Quando il sindaco di una città capoluogo, come Marco Bucci a Genova, si candida alle elezioni regionali e le vince per 8.224 voti, sostenuto da tutto lo schieramento della maggioranza di governo, non c’è poi da strapparsi tanto […]

(di Giovanni Valentini – ilfattoquotidiano.it) – “Noi saremo ancora più radicali del passato sui principi, ma moderati nei toni” (Giuseppe Conte, presidente M5S, 4.09.21). “Il Pd da solo non basta per sconfiggere la destra” (Elly Schlein, segretaria Pd, 29.10.24)
Quando il sindaco di una città capoluogo, come Marco Bucci a Genova, si candida alle elezioni regionali e le vince per 8.224 voti, sostenuto da tutto lo schieramento della maggioranza di governo, non c’è poi da strapparsi tanto i capelli e abbandonarsi alle geremiadi.
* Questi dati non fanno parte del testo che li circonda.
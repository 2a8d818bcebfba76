use serde_json::Value;
use std::collections::BTreeSet;
use std::fs;
use std::path::{Path, PathBuf};
use std::process::Command;

fn write_run(root: &Path, subjects: usize, bundles_at_once: usize) -> (PathBuf, PathBuf) {
    fs::create_dir_all(root.join("data")).unwrap();
    let mut manifest = String::new();
    for i in 1..=subjects {
        let file = root.join(format!("data/sub_{:02}_anat.nii", i));
        fs::write(&file, b"nifti").unwrap();
        manifest.push_str(&format!(
            "sub_{:02}:\n  ses_1:\n    anatomical_scan: {}\n",
            i,
            file.display()
        ));
    }
    let manifest_path = root.join("manifest.yml");
    fs::write(&manifest_path, manifest).unwrap();

    // each metrics file records the pid of the cohort process that ran it
    let config = format!(
        r#"pipeline_name: qc
num_processors: 1
memory_allocated: 2
output_directory: {out}
working_directory: {work}
num_subjects_per_bundle: 1
num_bundles_at_once: {bundles_at_once}
builders:
  anatomical_spatial:
    command: ["sh", "-c", "echo $PPID > metrics.json", "{{anatomical_scan}}"]
    inputs: [anatomical_scan]
    outputs:
      anatomical_spatial_metrics: metrics.json
"#,
        out = root.join("out").display(),
        work = root.join("work").display(),
        bundles_at_once = bundles_at_once,
    );
    let config_path = root.join("pipeline.yml");
    fs::write(&config_path, config).unwrap();
    (config_path, manifest_path)
}

fn cohort() -> Command {
    Command::new(env!("CARGO_BIN_EXE_cohort"))
}

#[cfg(unix)]
#[test]
fn pooled_bundles_run_in_separate_worker_processes() {
    let dir = tempfile::tempdir().unwrap();
    let (config, manifest) = write_run(dir.path(), 4, 2);

    let child = cohort()
        .arg("run")
        .arg("--config")
        .arg(&config)
        .arg("--manifest")
        .arg(&manifest)
        .arg("--json")
        .stdout(std::process::Stdio::piped())
        .spawn()
        .unwrap();
    let parent_pid = child.id().to_string();
    let output = child.wait_with_output().unwrap();
    assert!(output.status.success(), "{}", String::from_utf8_lossy(&output.stdout));

    let payload: Value = serde_json::from_slice(&output.stdout).unwrap();
    assert_eq!(payload["ok"], Value::Bool(true));
    let results = payload["results"].as_array().unwrap();
    let indices: Vec<u64> = results
        .iter()
        .map(|r| r["bundle_index"].as_u64().unwrap())
        .collect();
    assert_eq!(indices, vec![1, 2, 3, 4]);
    assert!(results.iter().all(|r| r["status"] == "finished"), "{:?}", results);

    let mut pids = BTreeSet::new();
    for i in 1..=4 {
        let metrics = dir.path().join(format!(
            "out/qc/sub_{:02}/ses_1/scan_0/anatomical_spatial_metrics/metrics.json",
            i
        ));
        pids.insert(fs::read_to_string(metrics).unwrap().trim().to_string());
        assert!(dir
            .path()
            .join(format!("work/bundle_results/bundle_{}.json", i))
            .is_file());
    }
    assert_eq!(pids.len(), 4, "{:?}", pids);
    assert!(!pids.contains(&parent_pid));
}

#[test]
fn result_file_requires_a_selected_bundle() {
    let dir = tempfile::tempdir().unwrap();
    let (config, manifest) = write_run(dir.path(), 2, 1);
    let output = cohort()
        .arg("run")
        .arg("--config")
        .arg(&config)
        .arg("--manifest")
        .arg(&manifest)
        .arg("--result-file")
        .arg(dir.path().join("r.json"))
        .output()
        .unwrap();
    assert!(!output.status.success());
    assert!(String::from_utf8_lossy(&output.stderr).contains("--result-file needs"));
    assert!(!dir.path().join("r.json").exists());
}

#[cfg(unix)]
#[test]
fn a_selected_bundle_reports_through_its_result_file() {
    let dir = tempfile::tempdir().unwrap();
    let (config, manifest) = write_run(dir.path(), 3, 1);
    let result_file = dir.path().join("results/bundle_2.json");
    let status = cohort()
        .arg("run")
        .arg("--config")
        .arg(&config)
        .arg("--manifest")
        .arg(&manifest)
        .arg("--bundle-idx")
        .arg("2")
        .arg("--result-file")
        .arg(&result_file)
        .status()
        .unwrap();
    assert!(status.success());

    let result: Value = serde_json::from_str(&fs::read_to_string(&result_file).unwrap()).unwrap();
    assert_eq!(result["bundle_index"], 2);
    assert_eq!(result["status"], "finished");
    assert_eq!(result["units"].as_array().unwrap().len(), 1);
    assert!(!dir.path().join("out/qc_summary.json").exists());
}
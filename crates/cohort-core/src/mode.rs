use crate::bundle::UnitSelector;
use crate::config::Platform;
use crate::error::{Error, Result};
use std::path::PathBuf;

/// Raw, possibly contradictory inputs as given on the command line.
#[derive(Debug, Clone, Default)]
pub struct RunInputs {
    pub manifest: Option<PathBuf>,
    pub cloud_index: Option<PathBuf>,
    pub bundle_index: Option<usize>,
    pub unit_index: Option<usize>,
}

#[derive(Debug, Clone, PartialEq, Eq)]
pub enum DataSource {
    Manifest(PathBuf),
    CloudIndex(PathBuf),
}

/// How one invocation runs. Each variant carries only the fields that are
/// meaningful for it.
#[derive(Debug, Clone, PartialEq, Eq)]
pub enum RunMode {
    /// Locally stored data. With a selector only that slice runs here, which
    /// is how array tasks of a manifest-based cluster run re-enter.
    LocalRun {
        manifest: PathBuf,
        selector: Option<UnitSelector>,
    },
    /// Data staged from object storage before each bundle executes.
    CloudRun {
        index: PathBuf,
        selector: Option<UnitSelector>,
    },
    /// Write and submit one array job with a task per bundle.
    ClusterRun {
        source: DataSource,
        platform: Platform,
    },
}

impl RunMode {
    pub fn resolve(inputs: RunInputs, platform: Option<Platform>) -> Result<RunMode> {
        let source = match (inputs.manifest, inputs.cloud_index) {
            (Some(_), Some(_)) => {
                return Err(Error::config(
                    "provide either a participant manifest or a cloud index, not both",
                ))
            }
            (None, None) => {
                return Err(Error::config(
                    "a participant manifest is required for regular runs, or a cloud index for cloud-based runs",
                ))
            }
            (Some(manifest), None) => DataSource::Manifest(manifest),
            (None, Some(index)) => DataSource::CloudIndex(index),
        };

        let selector = match (inputs.bundle_index, inputs.unit_index) {
            (Some(_), Some(_)) => {
                return Err(Error::config(
                    "provide either a bundle index or a unit index, not both",
                ))
            }
            (Some(0), None) | (None, Some(0)) => {
                return Err(Error::config("bundle and unit indices start at 1"))
            }
            (Some(k), None) => Some(UnitSelector::Bundle(k)),
            (None, Some(i)) => Some(UnitSelector::Unit(i)),
            (None, None) => None,
        };

        Ok(match (source, selector, platform) {
            (DataSource::Manifest(manifest), Some(selector), _) => RunMode::LocalRun {
                manifest,
                selector: Some(selector),
            },
            (DataSource::CloudIndex(index), Some(selector), _) => RunMode::CloudRun {
                index,
                selector: Some(selector),
            },
            (source, None, Some(platform)) => RunMode::ClusterRun { source, platform },
            (DataSource::Manifest(manifest), None, None) => RunMode::LocalRun {
                manifest,
                selector: None,
            },
            (DataSource::CloudIndex(index), None, None) => RunMode::CloudRun {
                index,
                selector: None,
            },
        })
    }

    pub fn as_str(&self) -> &'static str {
        match self {
            RunMode::LocalRun { selector: None, .. } => "local",
            RunMode::LocalRun { .. } => "local_slice",
            RunMode::CloudRun { selector: None, .. } => "cloud_loop",
            RunMode::CloudRun { .. } => "cloud_bundle",
            RunMode::ClusterRun { .. } => "cluster",
        }
    }
}

#[cfg(test)]
mod tests {
    use super::*;

    fn inputs(manifest: bool, cloud: bool, bundle: Option<usize>, unit: Option<usize>) -> RunInputs {
        RunInputs {
            manifest: manifest.then(|| PathBuf::from("participants.yml")),
            cloud_index: cloud.then(|| PathBuf::from("cloud.yml")),
            bundle_index: bundle,
            unit_index: unit,
        }
    }

    #[test]
    fn each_valid_combination_selects_one_mode() {
        let local = RunMode::resolve(inputs(true, false, None, None), None).unwrap();
        assert_eq!(local.as_str(), "local");
        let cloud_loop = RunMode::resolve(inputs(false, true, None, None), None).unwrap();
        assert_eq!(cloud_loop.as_str(), "cloud_loop");
        let cloud_bundle = RunMode::resolve(inputs(false, true, Some(3), None), None).unwrap();
        assert_eq!(
            cloud_bundle,
            RunMode::CloudRun {
                index: PathBuf::from("cloud.yml"),
                selector: Some(UnitSelector::Bundle(3)),
            }
        );
        let cluster =
            RunMode::resolve(inputs(false, true, None, None), Some(Platform::Slurm)).unwrap();
        assert_eq!(
            cluster,
            RunMode::ClusterRun {
                source: DataSource::CloudIndex(PathBuf::from("cloud.yml")),
                platform: Platform::Slurm,
            }
        );
    }

    #[test]
    fn array_tasks_never_resubmit() {
        let task = RunMode::resolve(inputs(true, false, Some(2), None), Some(Platform::Sge)).unwrap();
        assert_eq!(task.as_str(), "local_slice");
        let task = RunMode::resolve(inputs(false, true, None, Some(5)), Some(Platform::Pbs)).unwrap();
        assert_eq!(task.as_str(), "cloud_bundle");
    }

    #[test]
    fn contradictory_inputs_are_rejected() {
        for bad in [
            inputs(true, true, None, None),
            inputs(false, false, Some(1), None),
            inputs(true, false, Some(1), Some(1)),
            inputs(false, true, Some(0), None),
        ] {
            assert!(matches!(RunMode::resolve(bad, None), Err(Error::Config(_))));
        }
    }
}
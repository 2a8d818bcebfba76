use anyhow::{bail, Result};
use clap::{Args, Parser, Subcommand};
use cohort_core::{
    atomic_write_json_pretty, load_run_config, status_counts, DataSource, ExecutionResult,
    RunConfig, RunInputs, RunMode,
};
use cohort_runner::{plan_run, BuilderRegistry, Dispatcher, RunOutcome, RunPlan, Submission};
use serde_json::{json, Value};
use std::path::PathBuf;
use tracing_subscriber::EnvFilter;

#[derive(Parser)]
#[command(
    name = "cohort",
    version = "0.3.0",
    about = "Bundled per-subject pipeline runs on a local pool, a cluster or cloud-staged data"
)]
struct Cli {
    /// Log at debug level unless RUST_LOG says otherwise.
    #[arg(short, long, global = true)]
    verbose: bool,
    #[command(subcommand)]
    command: Commands,
}

#[derive(Args)]
struct SourceArgs {
    /// Pipeline configuration YAML.
    #[arg(long)]
    config: PathBuf,
    /// Participant manifest for locally stored data.
    #[arg(long, conflicts_with = "cloud_index")]
    manifest: Option<PathBuf>,
    /// Cloud index listing remote locators per unit.
    #[arg(long)]
    cloud_index: Option<PathBuf>,
}

#[derive(Subcommand)]
enum Commands {
    /// Run every bundle, one bundle, or one unit; or submit an array job.
    Run {
        #[command(flatten)]
        source: SourceArgs,
        /// Execute only this 1-based bundle here.
        #[arg(long, conflicts_with = "unit_idx")]
        bundle_idx: Option<usize>,
        /// Execute only this 1-based unit here.
        #[arg(long)]
        unit_idx: Option<usize>,
        /// Write the summary reports after the run.
        #[arg(long)]
        with_reports: bool,
        /// Write the result of the selected bundle to this JSON file. Used by
        /// the worker processes of a pooled run.
        #[arg(long)]
        result_file: Option<PathBuf>,
        #[arg(long)]
        json: bool,
    },
    /// Print how the data source splits into bundles.
    Describe {
        #[command(flatten)]
        source: SourceArgs,
        #[arg(long)]
        json: bool,
    },
}

fn main() -> Result<()> {
    let cli = Cli::parse();
    init_tracing(cli.verbose);
    let json_mode = command_json_mode(&cli.command);
    let result = run_command(cli.command);
    match result {
        Ok(Some(payload)) => {
            emit_json(&payload);
            if payload.get("ok") == Some(&Value::Bool(false)) {
                std::process::exit(1);
            }
            Ok(())
        }
        Ok(None) => Ok(()),
        Err(err) => {
            if json_mode {
                emit_json(&json_error("command_failed", format!("{:#}", err), json!({})));
                std::process::exit(1);
            }
            Err(err)
        }
    }
}

fn init_tracing(verbose: bool) {
    let filter = EnvFilter::try_from_default_env()
        .unwrap_or_else(|_| EnvFilter::new(if verbose { "debug" } else { "info" }));
    let _ = tracing_subscriber::fmt()
        .with_env_filter(filter)
        .with_writer(std::io::stderr)
        .with_target(false)
        .try_init();
}

fn run_command(command: Commands) -> Result<Option<Value>> {
    match command {
        Commands::Run {
            source,
            bundle_idx,
            unit_idx,
            with_reports,
            result_file,
            json,
        } => {
            let mut config = load_run_config(&source.config)?;
            if with_reports {
                config.write_report = true;
            }
            if result_file.is_some() {
                if bundle_idx.is_none() && unit_idx.is_none() {
                    bail!("--result-file needs --bundle-idx or --unit-idx");
                }
                // the pooled parent reports and uploads once for the whole run
                config.write_report = false;
                config.upload_results = false;
            }
            let mode = RunMode::resolve(
                RunInputs {
                    manifest: source.manifest,
                    cloud_index: source.cloud_index,
                    bundle_index: bundle_idx,
                    unit_index: unit_idx,
                },
                config.platform,
            )?;
            let mode_name = mode.as_str();
            let registry = BuilderRegistry::from_config(&config)?;
            if registry.is_empty() {
                tracing::warn!("no builders configured; only existing outputs will be reconciled");
            }
            let outcome = Dispatcher::new(config, registry).run(mode)?;
            match outcome {
                RunOutcome::Executed(results) => {
                    if let (Some(path), Some(result)) = (&result_file, results.first()) {
                        atomic_write_json_pretty(path, &serde_json::to_value(result)?)?;
                    }
                    let failed = results.iter().filter(|r| r.is_failed()).count();
                    if json {
                        return Ok(Some(json!({
                            "ok": failed == 0,
                            "command": "run",
                            "mode": mode_name,
                            "status_counts": counts_to_json(&results),
                            "results": results,
                        })));
                    }
                    print_results(mode_name, &results);
                    if failed > 0 {
                        bail!("{} of {} bundles failed", failed, results.len());
                    }
                }
                RunOutcome::Submitted(submission) => {
                    if json {
                        return Ok(Some(json!({
                            "ok": true,
                            "command": "run",
                            "mode": mode_name,
                            "submission": submission,
                        })));
                    }
                    print_submission(&submission);
                }
            }
        }
        Commands::Describe { source, json } => {
            let config = load_run_config(&source.config)?;
            let data_source = match (source.manifest, source.cloud_index) {
                (Some(path), None) => DataSource::Manifest(path),
                (None, Some(path)) => DataSource::CloudIndex(path),
                _ => bail!("provide exactly one of --manifest or --cloud-index"),
            };
            let plan = plan_run(&config, &data_source)?;
            if json {
                return Ok(Some(json!({
                    "ok": true,
                    "command": "describe",
                    "config": config_to_json(&config),
                    "plan": plan,
                })));
            }
            print_plan(&config, &plan);
        }
    }
    Ok(None)
}

fn counts_to_json(results: &[ExecutionResult]) -> Value {
    status_counts(results)
        .into_iter()
        .map(|(status, n)| (status.to_string(), json!(n)))
        .collect::<serde_json::Map<String, Value>>()
        .into()
}

fn config_to_json(config: &RunConfig) -> Value {
    json!({
        "run_name": config.run_name,
        "num_processors": config.num_processors,
        "memory_gb": config.memory_gb,
        "units_per_bundle": config.units_per_bundle,
        "bundles_at_once": config.bundles_at_once,
        "output_directory": config.output_directory,
        "working_directory": config.working_directory,
        "platform": config.platform,
        "builders": config.builders.keys().collect::<Vec<_>>(),
    })
}

fn print_results(mode: &str, results: &[ExecutionResult]) {
    println!("mode: {}", mode);
    for result in results {
        println!(
            "bundle {}: {} ({} units, {:.1}s)",
            result.bundle_index,
            result.status,
            result.units.len(),
            result.elapsed_secs
        );
        if let Some(message) = &result.message {
            println!("  {}", message);
        }
    }
    let counts = status_counts(results)
        .into_iter()
        .filter(|(_, n)| *n > 0)
        .map(|(status, n)| format!("{}={}", status, n))
        .collect::<Vec<_>>();
    println!("totals: {}", counts.join(" "));
}

fn print_submission(submission: &Submission) {
    println!("platform: {}", submission.platform);
    println!("job_id: {}", submission.job_id);
    println!("tasks: {}", submission.task_count);
    println!("script: {}", submission.script_path.display());
    println!("pid_file: {}", submission.pid_path.display());
}

fn print_plan(config: &RunConfig, plan: &RunPlan) {
    println!("run_name: {}", config.run_name);
    println!(
        "platform: {}",
        config
            .platform
            .map(|p| p.to_string())
            .unwrap_or_else(|| "none".to_string())
    );
    println!("units: {}", plan.units);
    println!("units_per_bundle: {}", plan.units_per_bundle);
    println!("bundles: {}", plan.bundles.len());
    for bundle in &plan.bundles {
        println!("  {}: {}", bundle.index, bundle.units.join(", "));
    }
}

fn emit_json(value: &Value) {
    match serde_json::to_string(value) {
        Ok(s) => println!("{}", s),
        Err(_) => println!(
            "{{\"ok\":false,\"error\":{{\"code\":\"serialization_error\",\"message\":\"failed to serialize JSON payload\",\"details\":{{}}}}}}"
        ),
    }
}

fn json_error(code: &str, message: String, details: Value) -> Value {
    json!({
        "ok": false,
        "error": {
            "code": code,
            "message": message,
            "details": details
        }
    })
}

fn command_json_mode(command: &Commands) -> bool {
    match command {
        Commands::Run { json, .. } | Commands::Describe { json, .. } => *json,
    }
}
//! Per-bundle computation graph.
//!
//! Nodes may only link to outputs of nodes added before them, so node ids are
//! already a topological order and the graph cannot contain cycles.

use anyhow::{anyhow, bail, Context, Result};
use cohort_core::{ensure_dir, NodeId, PendingOutput};
use serde_json::Value;
use std::collections::{BTreeMap, BTreeSet};
use std::fmt::Write as _;
use std::fs;
use std::path::{Path, PathBuf};
use std::process::{Command, Stdio};
use std::sync::Arc;

/// A materialized node output.
#[derive(Debug, Clone, PartialEq)]
pub enum Artifact {
    File(PathBuf),
    Data(Value),
}

impl Artifact {
    fn as_argument(&self) -> String {
        match self {
            Artifact::File(path) => path.to_string_lossy().to_string(),
            Artifact::Data(Value::String(s)) => s.clone(),
            Artifact::Data(v) => v.to_string(),
        }
    }
}

#[derive(Debug, Clone, PartialEq)]
pub enum NodeInput {
    Artifact(Artifact),
    Link(PendingOutput),
}

pub struct TaskContext<'a> {
    pub node_name: &'a str,
    pub work_dir: &'a Path,
    pub inputs: &'a BTreeMap<String, Artifact>,
}

pub trait Task: Send + Sync {
    fn kind(&self) -> &'static str;
    fn run(&self, ctx: &TaskContext<'_>) -> Result<BTreeMap<String, Artifact>>;
}

pub struct Node {
    pub id: NodeId,
    pub name: String,
    pub task: Arc<dyn Task>,
    pub inputs: BTreeMap<String, NodeInput>,
    pub memory_gb: f64,
}

impl Node {
    pub fn dependencies(&self) -> BTreeSet<NodeId> {
        self.inputs
            .values()
            .filter_map(|input| match input {
                NodeInput::Link(link) => Some(link.node),
                NodeInput::Artifact(_) => None,
            })
            .collect()
    }
}

pub struct Workflow {
    name: String,
    base_dir: PathBuf,
    nodes: Vec<Node>,
}

impl Workflow {
    pub fn new(name: impl Into<String>, base_dir: impl Into<PathBuf>) -> Self {
        Self {
            name: name.into(),
            base_dir: base_dir.into(),
            nodes: Vec::new(),
        }
    }

    pub fn name(&self) -> &str {
        &self.name
    }

    /// Scratch directory holding one subdirectory per node.
    pub fn base_dir(&self) -> &Path {
        &self.base_dir
    }

    pub fn add_node(
        &mut self,
        name: impl Into<String>,
        task: Arc<dyn Task>,
        inputs: BTreeMap<String, NodeInput>,
        memory_gb: f64,
    ) -> Result<NodeId> {
        let name = name.into();
        if self.nodes.iter().any(|n| n.name == name) {
            bail!("duplicate node name in workflow {}: {}", self.name, name);
        }
        for (input, value) in &inputs {
            if let NodeInput::Link(link) = value {
                if link.node.0 >= self.nodes.len() {
                    bail!(
                        "node {} input {} links to unknown node {}",
                        name,
                        input,
                        link.node.0
                    );
                }
            }
        }
        let id = NodeId(self.nodes.len());
        self.nodes.push(Node {
            id,
            name,
            task,
            inputs,
            memory_gb,
        });
        Ok(id)
    }

    pub fn node(&self, id: NodeId) -> Option<&Node> {
        self.nodes.get(id.0)
    }

    pub fn nodes(&self) -> &[Node] {
        &self.nodes
    }

    pub fn len(&self) -> usize {
        self.nodes.len()
    }

    pub fn is_empty(&self) -> bool {
        self.nodes.is_empty()
    }

    pub fn node_dir(&self, id: NodeId) -> PathBuf {
        let name = self
            .node(id)
            .map(|n| n.name.as_str())
            .unwrap_or("unknown");
        self.base_dir.join(name)
    }

    pub fn to_dot(&self) -> String {
        let mut out = String::new();
        let _ = writeln!(out, "digraph \"{}\" {{", self.name);
        for node in &self.nodes {
            let _ = writeln!(
                out,
                "  n{} [label=\"{} ({})\"];",
                node.id.0,
                node.name,
                node.task.kind()
            );
        }
        for node in &self.nodes {
            for (input, value) in &node.inputs {
                if let NodeInput::Link(link) = value {
                    let _ = writeln!(
                        out,
                        "  n{} -> n{} [label=\"{} -> {}\"];",
                        link.node.0, node.id.0, link.output, input
                    );
                }
            }
        }
        out.push_str("}\n");
        out
    }

    pub fn write_dot(&self, path: &Path) -> Result<()> {
        if let Some(parent) = path.parent() {
            ensure_dir(parent)?;
        }
        fs::write(path, self.to_dot())
            .with_context(|| format!("failed to write graph to {}", path.display()))
    }
}

/// Shared no-op entry node every unit's subgraph hangs off.
pub struct StarterTask;

pub const STARTER_OUTPUT: &str = "starter";

impl Task for StarterTask {
    fn kind(&self) -> &'static str {
        "starter"
    }

    fn run(&self, _ctx: &TaskContext<'_>) -> Result<BTreeMap<String, Artifact>> {
        Ok(BTreeMap::from([(
            STARTER_OUTPUT.to_string(),
            Artifact::Data(Value::String(String::new())),
        )]))
    }
}

/// Runs an external program in the node directory.
///
/// `{name}` in an argument is replaced by the input of that name and
/// `{out_dir}` by the node directory. Every declared output must exist once
/// the program exits successfully.
pub struct CommandTask {
    command: Vec<String>,
    outputs: BTreeMap<String, String>,
}

impl CommandTask {
    pub fn new(command: Vec<String>, outputs: BTreeMap<String, String>) -> Result<Self> {
        if command.is_empty() {
            bail!("command must not be empty");
        }
        Ok(Self { command, outputs })
    }

    fn render(&self, ctx: &TaskContext<'_>) -> Vec<String> {
        self.command
            .iter()
            .map(|part| {
                let mut rendered = part.replace("{out_dir}", &ctx.work_dir.to_string_lossy());
                for (name, artifact) in ctx.inputs {
                    let placeholder = format!("{{{}}}", name);
                    if rendered.contains(&placeholder) {
                        rendered = rendered.replace(&placeholder, &artifact.as_argument());
                    }
                }
                rendered
            })
            .collect()
    }
}

impl Task for CommandTask {
    fn kind(&self) -> &'static str {
        "command"
    }

    fn run(&self, ctx: &TaskContext<'_>) -> Result<BTreeMap<String, Artifact>> {
        let argv = self.render(ctx);
        let output = Command::new(&argv[0])
            .args(&argv[1..])
            .current_dir(ctx.work_dir)
            .stdin(Stdio::null())
            .stdout(Stdio::piped())
            .stderr(Stdio::piped())
            .output()
            .with_context(|| format!("failed to launch {}", argv[0]))?;
        if !output.status.success() {
            let stderr_tail = String::from_utf8_lossy(&output.stderr)
                .lines()
                .rev()
                .find(|l| !l.trim().is_empty())
                .unwrap_or("no output on stderr")
                .to_string();
            bail!(
                "{} exited with {}: {}",
                argv[0],
                output
                    .status
                    .code()
                    .map(|c| c.to_string())
                    .unwrap_or_else(|| "signal".to_string()),
                stderr_tail
            );
        }
        let mut produced = BTreeMap::new();
        for (name, file) in &self.outputs {
            let path = ctx.work_dir.join(file);
            if !path.exists() {
                bail!("{} did not produce {} ({})", argv[0], name, path.display());
            }
            produced.insert(name.clone(), Artifact::File(path));
        }
        Ok(produced)
    }
}

/// Copies every input into `<dest_dir>/<input name>/`. Structured inputs are
/// written as `<input name>.json`.
pub struct SinkTask {
    dest_dir: PathBuf,
}

impl SinkTask {
    pub fn new(dest_dir: impl Into<PathBuf>) -> Self {
        Self {
            dest_dir: dest_dir.into(),
        }
    }
}

impl Task for SinkTask {
    fn kind(&self) -> &'static str {
        "sink"
    }

    fn run(&self, ctx: &TaskContext<'_>) -> Result<BTreeMap<String, Artifact>> {
        let mut stored = BTreeMap::new();
        for (name, artifact) in ctx.inputs {
            let dir = self.dest_dir.join(name);
            ensure_dir(&dir)?;
            let dest = match artifact {
                Artifact::File(src) => {
                    let file_name = src
                        .file_name()
                        .ok_or_else(|| anyhow!("{} has no file name", src.display()))?;
                    let dest = dir.join(file_name);
                    fs::copy(src, &dest).with_context(|| {
                        format!("failed to copy {} to {}", src.display(), dest.display())
                    })?;
                    dest
                }
                Artifact::Data(value) => {
                    let dest = dir.join(format!("{}.json", name));
                    fs::write(&dest, serde_json::to_vec_pretty(value)?)
                        .with_context(|| format!("failed to write {}", dest.display()))?;
                    dest
                }
            };
            stored.insert(name.clone(), Artifact::File(dest));
        }
        Ok(stored)
    }
}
Quello che colpisce, piuttosto, è che ciò accada in un territorio politico appena attraversato da una tempesta giudiziaria per un’inchiesta sulla “corruzione ambientale”, come avrebbe detto Antonio Di Pietro. Una vicenda al termine della quale il protagonista principale, l’ex governatore Giovanni Toti, che aveva promesso di “dimostrare” la propria innocenza, ha dovuto poi chiedere un patteggiamento per farsi condannare a due anni e un mese, convertiti in 1.500 ore di servizi sociali.
Né può sorprendere la débâcle elettorale del Movimento 5 Stelle, proprio nella città e nella Regione del suo fondatore e “padre padrone” che l’ha rinnegato alla vigilia del voto. L’“effetto Grillo”, per dir così, avrà influito senz’altro sul disimpegno e sull’astensionismo dei suoi seguaci. Tant’è che la “listina” dell’ex Nicola Morra è riuscita a raccogliere un inutile 0,9%: anche se “la somma non fa il totale”, come avverte Marco Travaglio, quel pugno di voti sarebbe bastato sulla carta a colmare il gap fra Bucci e il candidato del centrosinistra, Andrea Orlando.
Mentre in molti si affrettano a dichiarare la “morte presunta” dei Cinquestelle, la crisi determinata da questa sconfitta locale potrebbe anche risolversi in una crisi di crescita. Tanto più che lo stesso Giuseppe Conte s’era già preoccupato di convocare un’Assemblea costituente a fine novembre, proprio per rifondare il Movimento: cioè, per ridefinire la sua identità e la sua collocazione politica, secondo i valori e i principi che spetterà alla base sancire. Eventualmente, cambiando simbolo e nome.
Piaccia o meno, non c’è dubbio che la radicalità rimane il connotato fondamentale dei “grillini” superstiti. Dalla legalità alla giustizia, dalla solidarietà all’equità sociale, dalla riduzione delle disuguaglianze alla lotta contro la corruzione, questi sono i tratti genetici del Movimento. E non è escluso che sia stata proprio la radicalità, manifestata attraverso il veto a Italia Viva, a favorire in questa occasione il “boom” del Partito democratico che è diventato il primo in Liguria doppiando FdI.
Nelle Politiche del 2018, il M5S – al suo massimo storico – ottenne più del 32%. Ma poi, non potendo governare da solo, dovette allearsi con la Lega di Salvini per formare una maggioranza e un esecutivo che durarono appena un anno. Probabilmente, se ora il Movimento si isolasse all’opposizione, potrebbe pure recuperare consensi, ma non riuscirebbe a soddisfare i bisogni e gli interessi dei suoi elettori. Sarebbe un’opposizione sterile e masochista: una forma di solipsismo collettivo, per usare un ossimoro.
Il centro-destra-destra è “uno e trino”, ammesso che l’espressione non appaia blasfema. Per batterlo, in nome dell’alternanza, occorre un centro-sinistra-sinistra: vale a dire uno schieramento a tre gambe, con un Pd riformista, un M5S radicale e un’Avs ecologista. Ma le forze che lo compongono devono presentarsi agli elettori diverse e complementari, con un programma che contenga una visione il più possibile condivisa dalla società. Altrimenti, si lascia campo aperto alla destra. E questa, in mancanza di alternative, darà il peggio di sé: a cui, come si sa, non c’è mai fine.